I've gotten a cold, I don't sleep very well and I'm justifying cheesy poofs and m&ms for dinner way too easily. I can tell The Worry is winning right now and it pisses me off because I just don't know how to fight it anymore.

I try looking ahead-at the day when all my books are unpacked and the house smells like us and I'm drinking my morning coffee on my back porch because holy shit I'll have a back porch, and that helps a little. But as soon as I let myself enjoy that moment, The Worry pops up with reminders of unemployment and lack of a car and no friends nearby to share that moment with.

"Everything will be fine. You deserve this!"

Why?  I mean, thank you...but why? I'm no better than anyone else.  Having a home? Isn't this is the way a lot of people just... live?

 I have had amazing support throughout this and I've truly been overwhelmed sometimes.
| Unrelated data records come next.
//! The `gradebook grade` command family.

use anyhow::Result;
use clap::Subcommand;
use comfy_table::{Cell, Table};

use gradebook_core::engine::SchemeRef;
use gradebook_core::lifecycle::{DraftInput, ScoreInput};
use gradebook_core::model::{CriterionScore, Grade, LatePenalty, ScoringMode};
use gradebook_core::report::GradeReport;
use gradebook_core::traits::Persistence;

use super::{fmt_marks, parse_key_value, print_json, GlobalOpts, OutputFormat, Session};

#[derive(Debug, Subcommand)]
pub enum GradeCommand {
    /// Save (or re-save) a draft grade
    Draft {
        /// Submission id
        submission: String,

        /// Score against this stored rubric id
        #[arg(long, conflicts_with = "marks")]
        rubric: Option<String>,

        /// Criterion score as CRITERION_ID=POINTS (repeatable)
        #[arg(long = "score", value_parser = parse_key_value, requires = "rubric")]
        scores: Vec<(String, f64)>,

        /// Manually entered marks
        #[arg(long, requires = "max")]
        marks: Option<f64>,

        /// Maximum marks for manual grading
        #[arg(long)]
        max: Option<f64>,

        #[arg(long, default_value = "")]
        feedback: String,

        #[arg(long)]
        grader: Option<String>,

        /// Late penalty deducted from the score
        #[arg(long)]
        penalty: Option<f64>,

        #[arg(long, default_value = "late submission", requires = "penalty")]
        penalty_reason: String,
    },

    /// Publish one or more draft grades
    Publish {
        #[arg(required = true)]
        submissions: Vec<String>,
    },

    /// Return a published grade to draft
    Unpublish { submission: String },

    /// Reject a submission
    Reject {
        submission: String,

        #[arg(long)]
        reason: String,

        #[arg(long)]
        grader: Option<String>,
    },

    /// Show a grade
    Show {
        submission: String,

        /// Show only what the student can see
        #[arg(long)]
        student_view: bool,

        #[arg(long, value_enum, default_value = "table")]
        format: OutputFormat,
    },
}

pub async fn execute(command: GradeCommand, opts: &GlobalOpts) -> Result<()> {
    let session = Session::open(opts)?;
    let engine = &session.engine;

    match command {
        GradeCommand::Draft {
            submission,
            rubric,
            scores,
            marks,
            max,
            feedback,
            grader,
            penalty,
            penalty_reason,
        } => {
            let (scheme, score) = match (rubric, marks, max) {
                (Some(rubric_id), None, _) => (
                    SchemeRef::Rubric(rubric_id),
                    ScoreInput::Criteria(
                        scores
                            .into_iter()
                            .map(|(id, points)| CriterionScore::new(id, points))
                            .collect(),
                    ),
                ),
                (None, Some(marks), Some(max_marks)) => {
                    (SchemeRef::Manual { max_marks }, ScoreInput::Marks(marks))
                }
                _ => anyhow::bail!(
                    "pass either --rubric with --score entries, or --marks with --max"
                ),
            };

            let mut input = DraftInput::new(score, feedback);
            if let Some(grader) = grader {
                input = input.with_grader(grader);
            }
            if let Some(marks) = penalty {
                input = input.with_penalty(LatePenalty {
                    marks,
                    reason: penalty_reason,
                });
            }

            let grade = engine.save_draft(&submission, &scheme, input).await?;
            println!(
                "Draft saved for {submission}: {} marks (revision {})",
                fmt_marks(grade.marks),
                grade.revision
            );
        }

        GradeCommand::Publish { submissions } => {
            if let [submission] = submissions.as_slice() {
                let grade = engine.publish(submission).await?;
                println!("Published {submission}: {} marks", fmt_marks(grade.marks));
            } else {
                let results = engine.publish_all(&submissions).await;
                let failed = results.iter().filter(|(_, r)| r.is_err()).count();
                for (submission, result) in &results {
                    match result {
                        Ok(grade) => {
                            println!("Published {submission}: {} marks", fmt_marks(grade.marks))
                        }
                        Err(e) => eprintln!("  FAILED {submission}: {e:#}"),
                    }
                }
                anyhow::ensure!(failed == 0, "{failed} of {} publish(es) failed", results.len());
            }
        }

        GradeCommand::Unpublish { submission } => {
            engine.unpublish(&submission).await?;
            println!("Unpublished {submission}");
        }

        GradeCommand::Reject {
            submission,
            reason,
            grader,
        } => {
            engine
                .reject(&submission, &reason, grader.as_deref())
                .await?;
            println!("Rejected {submission}");
        }

        GradeCommand::Show {
            submission,
            student_view,
            format,
        } => {
            let Some(grade) = engine.grade(&submission).await? else {
                anyhow::bail!("no grade for submission {submission}");
            };

            if student_view {
                let rubric = match &grade.scoring {
                    Some(ScoringMode::Rubric { rubric_id }) => {
                        Some(session.store.load_rubric(rubric_id).await?)
                    }
                    _ => None,
                };
                let Some(report) = GradeReport::for_student(&grade, rubric.as_ref()) else {
                    anyhow::bail!("grade for {submission} is not visible to the student yet");
                };
                match format {
                    OutputFormat::Json => print_json(&report)?,
                    OutputFormat::Table => print_report(&report),
                }
            } else {
                match format {
                    OutputFormat::Json => print_json(&grade)?,
                    OutputFormat::Table => print_grade(&grade),
                }
            }
        }
    }

    Ok(())
}

fn print_grade(grade: &Grade) {
    let mut table = Table::new();
    table.set_header(vec!["Field", "Value"]);
    table.add_row(vec![Cell::new("Submission"), Cell::new(&grade.submission_id)]);
    table.add_row(vec![Cell::new("Status"), Cell::new(grade.status)]);
    table.add_row(vec![Cell::new("Marks"), Cell::new(fmt_marks(grade.marks))]);
    table.add_row(vec![Cell::new("Revision"), Cell::new(grade.revision)]);
    if let Some(grader) = &grade.grader_id {
        table.add_row(vec![Cell::new("Grader"), Cell::new(grader)]);
    }
    if !grade.feedback.is_empty() {
        table.add_row(vec![Cell::new("Feedback"), Cell::new(&grade.feedback)]);
    }
    if let Some(reason) = &grade.rejection_reason {
        table.add_row(vec![Cell::new("Rejection reason"), Cell::new(reason)]);
    }
    if let Some(penalty) = &grade.penalty {
        table.add_row(vec![
            Cell::new("Penalty"),
            Cell::new(format!("-{} ({})", fmt_marks(penalty.marks), penalty.reason)),
        ]);
    }
    for cs in &grade.criterion_scores {
        table.add_row(vec![
            Cell::new(format!("  {}", cs.criterion_id)),
            Cell::new(fmt_marks(cs.score)),
        ]);
    }
    println!("{table}");
}

fn print_report(report: &GradeReport) {
    match &report.rejection_reason {
        Some(reason) => println!("Submission {} was rejected: {reason}", report.submission_id),
        None => {
            let out_of = report
                .max_marks
                .map(|m| format!(" / {}", fmt_marks(m)))
                .unwrap_or_default();
            println!(
                "Submission {}: {}{out_of}",
                report.submission_id,
                fmt_marks(report.marks)
            );
        }
    }

    if !report.breakdown.is_empty() {
        let mut table = Table::new();
        table.set_header(vec!["Criterion", "Score", "Max", "Comments"]);
        for line in &report.breakdown {
            table.add_row(vec![
                Cell::new(&line.criterion),
                Cell::new(fmt_marks(line.score)),
                Cell::new(fmt_marks(line.max_points)),
                Cell::new(&line.comments),
            ]);
        }
        println!("{table}");
    }
    if !report.feedback.is_empty() {
        println!("Feedback: {}", report.feedback);
    }
}
//! Subcommand implementations and the setup they share.

pub mod assemble;
pub mod evaluate;
pub mod grade;
pub mod init;
pub mod score;
pub mod summary;
pub mod validate;

use std::path::{Path, PathBuf};
use std::sync::Arc;

use anyhow::Result;
use clap::ValueEnum;

use gradebook_core::engine::{GradingEngine, GradingEngineConfig};
use gradebook_core::model::Student;
use gradebook_core::parser;
use gradebook_core::store::{JsonGradebook, LogNotifier, StaticRoster};
use gradebook_core::traits::{NoopNotifier, Notifier};

use crate::config::{load_config_from, GradebookConfig};

/// Output format for commands that print results.
#[derive(Debug, Clone, Copy, PartialEq, Eq, ValueEnum)]
pub enum OutputFormat {
    Table,
    Json,
}

/// Options accepted by every command that touches the gradebook.
#[derive(Debug, Clone, Default)]
pub struct GlobalOpts {
    pub config: Option<PathBuf>,
    pub gradebook: Option<PathBuf>,
    pub roster: Option<PathBuf>,
}

impl GlobalOpts {
    pub fn load_config(&self) -> Result<GradebookConfig> {
        let mut config = load_config_from(self.config.as_deref())?;
        if let Some(path) = &self.gradebook {
            config.gradebook_path = path.clone();
        }
        if let Some(path) = &self.roster {
            config.roster_path = Some(path.clone());
        }
        Ok(config)
    }
}

/// An opened gradebook with its engine.
pub struct Session {
    pub config: GradebookConfig,
    pub store: Arc<JsonGradebook>,
    pub students: Vec<Student>,
    pub engine: GradingEngine,
}

impl Session {
    pub fn open(opts: &GlobalOpts) -> Result<Self> {
        let config = opts.load_config()?;
        let store = Arc::new(JsonGradebook::open(&config.gradebook_path)?);
        let students = match &config.roster_path {
            Some(path) => load_roster(path)?,
            None => Vec::new(),
        };

        let notifier: Arc<dyn Notifier> = if config.notify {
            Arc::new(LogNotifier)
        } else {
            Arc::new(NoopNotifier)
        };
        let engine = GradingEngine::new(
            store.clone(),
            Arc::new(StaticRoster::new(students.clone())),
            notifier,
            GradingEngineConfig {
                strict_criteria: config.strict_criteria,
                notify: config.notify,
                parallelism: config.parallelism,
            },
        );

        Ok(Self {
            config,
            store,
            students,
            engine,
        })
    }
}

/// Load a roster file, or every roster file under a directory.
pub fn load_roster(path: &Path) -> Result<Vec<Student>> {
    if path.is_dir() {
        parser::load_roster_directory(path)
    } else {
        parser::parse_roster(path)
    }
}

/// Parse `key=value` pairs such as `--score logic=8`.
pub fn parse_key_value(s: &str) -> Result<(String, f64), String> {
    let (key, value) = s
        .split_once('=')
        .ok_or_else(|| format!("expected KEY=VALUE, got '{s}'"))?;
    let key = key.trim();
    if key.is_empty() {
        return Err(format!("missing key in '{s}'"));
    }
    let value = value
        .trim()
        .parse::<f64>()
        .map_err(|_| format!("invalid number in '{s}'"))?;
    Ok((key.to_string(), value))
}

pub fn print_json<T: serde::Serialize>(value: &T) -> Result<()> {
    println!("{}", serde_json::to_string_pretty(value)?);
    Ok(())
}

pub fn fmt_marks(marks: f64) -> String {
    if marks.fract() == 0.0 {
        format!("{marks:.0}")
    } else {
        format!("{marks:.2}")
    }
}

#[cfg(test)]
mod tests {
    use super::*;

    #[test]
    fn key_value_pairs() {
        assert_eq!(parse_key_value("logic=8"), Ok(("logic".into(), 8.0)));
        assert_eq!(parse_key_value(" style = 2.5 "), Ok(("style".into(), 2.5)));
        assert!(parse_key_value("logic").is_err());
        assert!(parse_key_value("=3").is_err());
        assert!(parse_key_value("logic=lots").is_err());
    }

    #[test]
    fn marks_formatting() {
        assert_eq!(fmt_marks(19.0), "19");
        assert_eq!(fmt_marks(7.5), "7.50");
    }
}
It's a great and exciting thing and the kindness I've received is beautiful and so appreciated but sometimes The Worry fucks with that too and makes me wonder why it's happening. How did this happen? Is it going to fall apart? What will I do if it does?

"Trust me."

The Worry likes to invite What If to the mind fuck sometimes and when the two of them get together it's a storm inside my head. I lay awake and stare at my phone or the ceiling, reeling with all the things to do I should have already done. The doubt and anxiety tumble into one another, crashing like waves and I feel like I'm drowning.  I struggle to breathe...in through my nose, out through my mouth. I place my hand on my stomach, focus on the light weight of it as my chest rises and falls. I begin to see the surface and remember...

"You've always had The Worry. Everything's ok now. Just enjoy it."